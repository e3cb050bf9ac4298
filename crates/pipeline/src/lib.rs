//! Candidate selection for movie recommendations.
//!
//! This crate provides:
//! - Filter trait and implementations for structured criteria
//! - FilterPipeline for composing filters
//! - MoodScreen for matching scored candidates against the user's mood
//!
//! ## Architecture
//! Candidates flow through in stages:
//! 1. Filters remove items that fail the structured criteria (genre, rating)
//! 2. The caller scores each survivor's overview with a `PolarityScorer`
//! 3. MoodScreen keeps the polarities that suit the user's mood
//!
//! ## Example Usage
//! ```ignore
//! use pipeline::{Candidate, FilterPipeline, MoodScreen};
//! use pipeline::filters::*;
//!
//! let pipeline = FilterPipeline::new()
//!     .add_filter(GenreSubstringFilter::new("comedy"))
//!     .add_filter(MinimumRatingFilter::new(8.0));
//!
//! let filtered = pipeline.apply(Candidate::all(&catalog));
//!
//! let screen = MoodScreen::from_mood(Some("gloomy"), &scorer);
//! let keep = screen.accepts(scorer.score_text(overview));
//! ```

pub mod filter_pipeline;
pub mod filters;
pub mod mood;
pub mod traits;

// Re-export main types
pub use filter_pipeline::FilterPipeline;
pub use mood::MoodScreen;
pub use traits::{Candidate, Filter};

+++

For this exercise, gather every line of the data that contains the word "traits".

pub mod traits;
pub use traits::{Candidate, Filter};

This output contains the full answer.